I went from thinking “SQLite is a toy product, not reliable for real data" to "lets use SQLite for almost everything"

SQLite is very good if you can fit into the single writer, multiple readers pattern; you'll never lose data if you use the correct settings, which takes a minute of Google search to figure out.

Today, most of my apps are simply go binary + SQLite + systemd service file.

I've yet to lose data. Performance is great and plenty for most apps

michaelchisari 2 hours ago | parent [-]

The single writer is less of an issue in practice than it's made out to be. Modern nvme drives are incredible and it's trivial to get 5k writes per second in an optimized WAL setup. Way more than most apps could ever dream.

And even then, I've used a batch writer pattern to get 180k writes per second on a commodity vps.

0123456789ABCDE 43 minutes ago | parent | next [-]

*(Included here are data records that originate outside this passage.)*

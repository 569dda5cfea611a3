//! PostgreSQL persistence adapters using Diesel ORM.
//!
//! Repository implementations only translate between Diesel rows and domain
//! types; row structs (`models.rs`) and table definitions (`schema.rs`) stay
//! private to this module. Connections come from a lazily built `bb8` pool
//! through `diesel-async`.
//!
//! # Example
//!
//! ```no_run
//! use user_product_backend::outbound::persistence::{
//!     DbPool, DieselUserRepository, PoolConfig,
//! };
//!
//! # async fn run() {
//! let pool = DbPool::new(PoolConfig::new("postgres://127.0.0.1:5432/user-product-db"));
//! let users = DieselUserRepository::new(pool.clone());
//! # let _ = users;
//! # }
//! ```

mod diesel_basic_error_mapping;
mod diesel_product_repository;
mod diesel_user_repository;
mod models;
mod pool;
mod schema;

pub use diesel_product_repository::DieselProductRepository;
pub use diesel_user_repository::DieselUserRepository;
pub use pool::{DbPool, PoolConfig, PoolError};
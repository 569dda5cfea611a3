//! Root greeting.

use actix_web::{HttpResponse, get};

use crate::inbound::http::text;

/// Greeting served at `/`.
pub const WELCOME: &str = "Welcome to User-Product-Management";

#[utoipa::path(
    get,
    path = "/",
    responses((status = 200, description = "Greeting", body = String, content_type = "text/plain")),
    tags = ["root"],
    operation_id = "welcome"
)]
#[get("/")]
pub async fn welcome() -> HttpResponse {
    text(HttpResponse::Ok(), WELCOME)
}
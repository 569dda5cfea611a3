//! Port abstraction for the product collection of the record store.

use async_trait::async_trait;

use crate::domain::{NewProduct, Product, ProductId, ProductPatch};

use super::define_port_error;

define_port_error! {
    /// Persistence errors raised by product repository adapters.
    pub enum ProductPersistenceError {
        /// Repository connection could not be established.
        Connection { message: String } => "product store connection failed: {message}",
        /// Query or mutation failed during execution.
        Query { message: String } => "product store query failed: {message}",
    }
}

/// Driven port over the stored products.
#[cfg_attr(test, mockall::automock)]
#[async_trait]
pub trait ProductRepository: Send + Sync {
    /// Persist one product and return it with its assigned identifier.
    async fn insert_one(&self, product: NewProduct) -> Result<Product, ProductPersistenceError>;

    /// Persist several products in one operation, preserving input order.
    async fn insert_many(
        &self,
        products: Vec<NewProduct>,
    ) -> Result<Vec<Product>, ProductPersistenceError>;

    /// Return every stored product.
    async fn list(&self) -> Result<Vec<Product>, ProductPersistenceError>;

    /// Merge `patch` into the product with `id`; unknown identifiers are not an error.
    async fn update(
        &self,
        id: &ProductId,
        patch: &ProductPatch,
    ) -> Result<(), ProductPersistenceError>;

    /// Remove the product with `id`; unknown identifiers are not an error.
    async fn delete(&self, id: &ProductId) -> Result<(), ProductPersistenceError>;
}
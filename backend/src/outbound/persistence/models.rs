//! Internal Diesel row structs for database operations.
//!
//! These types are implementation details of the persistence layer and must
//! never be exposed to the domain.

use diesel::prelude::*;
use uuid::Uuid;

use crate::domain::{
    NewProduct, NewUser, Product, ProductId, ProductPatch, User, UserId, UserPatch,
};

use super::schema::{products, users};

/// Row struct for reading from the users table.
#[derive(Debug, Clone, Queryable, Selectable)]
#[diesel(table_name = users)]
#[diesel(check_for_backend(diesel::pg::Pg))]
pub(crate) struct UserRow {
    pub id: Uuid,
    pub name: String,
    pub email: String,
    pub age: f64,
}

impl From<UserRow> for User {
    fn from(row: UserRow) -> Self {
        Self {
            id: UserId::from_uuid(row.id),
            name: row.name,
            email: row.email,
            age: row.age,
        }
    }
}

/// Insertable struct for creating user records.
#[derive(Debug, Clone, Insertable)]
#[diesel(table_name = users)]
pub(crate) struct NewUserRow<'a> {
    pub id: Uuid,
    pub name: &'a str,
    pub email: &'a str,
    pub age: f64,
}

impl<'a> NewUserRow<'a> {
    pub fn new(id: Uuid, user: &'a NewUser) -> Self {
        Self {
            id,
            name: user.name(),
            email: user.email(),
            age: user.age(),
        }
    }
}

/// Changeset for partial user updates; `None` columns are left untouched.
#[derive(Debug, Clone, AsChangeset)]
#[diesel(table_name = users)]
pub(crate) struct UserChangeset<'a> {
    pub name: Option<&'a str>,
    pub email: Option<&'a str>,
    pub age: Option<f64>,
}

impl<'a> From<&'a UserPatch> for UserChangeset<'a> {
    fn from(patch: &'a UserPatch) -> Self {
        Self {
            name: patch.name.as_deref(),
            email: patch.email.as_deref(),
            age: patch.age,
        }
    }
}

/// Row struct for reading from the products table.
#[derive(Debug, Clone, Queryable, Selectable)]
#[diesel(table_name = products)]
#[diesel(check_for_backend(diesel::pg::Pg))]
pub(crate) struct ProductRow {
    pub id: Uuid,
    pub name: String,
    pub price: f64,
    pub category: String,
    pub stock: f64,
}

impl From<ProductRow> for Product {
    fn from(row: ProductRow) -> Self {
        Self {
            id: ProductId::from_uuid(row.id),
            name: row.name,
            price: row.price,
            category: row.category,
            stock: row.stock,
        }
    }
}

/// Insertable struct for creating product records.
#[derive(Debug, Clone, Insertable)]
#[diesel(table_name = products)]
pub(crate) struct NewProductRow<'a> {
    pub id: Uuid,
    pub name: &'a str,
    pub price: f64,
    pub category: &'a str,
    pub stock: f64,
}

impl<'a> NewProductRow<'a> {
    pub fn new(id: Uuid, product: &'a NewProduct) -> Self {
        Self {
            id,
            name: product.name(),
            price: product.price(),
            category: product.category(),
            stock: product.stock(),
        }
    }
}

/// Changeset for partial product updates.
#[derive(Debug, Clone, AsChangeset)]
#[diesel(table_name = products)]
pub(crate) struct ProductChangeset<'a> {
    pub name: Option<&'a str>,
    pub price: Option<f64>,
    pub category: Option<&'a str>,
    pub stock: Option<f64>,
}

impl<'a> From<&'a ProductPatch> for ProductChangeset<'a> {
    fn from(patch: &'a ProductPatch) -> Self {
        Self {
            name: patch.name.as_deref(),
            price: patch.price,
            category: patch.category.as_deref(),
            stock: patch.stock,
        }
    }
}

all* of that + sharding -> https://sqlite.org/lang_attach.html

ex: main.db + fts.db. reading and writing to main.db is always available; updating the fts index can be done without blocking the main database — it only needs to read, the reads can be chunked, and delayed. fts.db keeps the index + a cursor table — an id or last change ts

could also use a shard to handle tables for metrics, or simply move old data out of main.db

* some examples:

  conn = sqlite3.connect("data.db")
  conn.execute("PRAGMA journal_mode=WAL")        # concurrent reads (see above)
  conn.execute("PRAGMA synchronous=NORMAL")      # fsync at checkpoint, not every commit
  conn.execute("PRAGMA cache_size=-62500")       # ~61 MB page cache (negative = KB)
  conn.execute("PRAGMA temp_store=MEMORY")       # temp tables and indexes in RAM
  conn.execute("PRAGMA busy_timeout=5000")       # wait 5s on lock instead of failing
edit: orms will obliterate your performance, use raw queries instead — just make sure to run static analysis on your code base to catch sqli bugs

my replies are being ratelimited, so let me add here

the heavy duty server other databases have is doing that load bearing work that folks tend to complain about sqlite can't do

the real dmbs's are doing mostly the same work that sqlite does, you just don't have to think about it once they're set up. behind that chunky server process the database is still dealing with writing data to a filesystem, dealing with transaction locks, etc.

by default sqlite is giving you a very stable database file, that when it tells you the transaction completed, it really did complete, and there will be no data loss if the machine crashes.

you can decide to wave some or all of those guaranties in exchange for performance, and this doesn't even have to be an all or nothing situation.

hparadiz 32 minutes ago | parent [-]

Oh fun something I have some metrics on. I just made this benchmark for every php orm a few weeks ago for fun.

https://the-php-bench.technex.us/

There's a huge performance difference between memory and file storage within sqlite itself. Not even getting into tuning specifics.

26 minutes ago | parent [-]
[deleted]
Ringz 44 minutes ago | parent | prev [-]

I usually try to explain it like this: “Single writer” is rarely a real problem, because a writer is not slow. It writes exclusively, but very quickly.

"Batch writer pattern" is a good idea to get rid of expensive commits.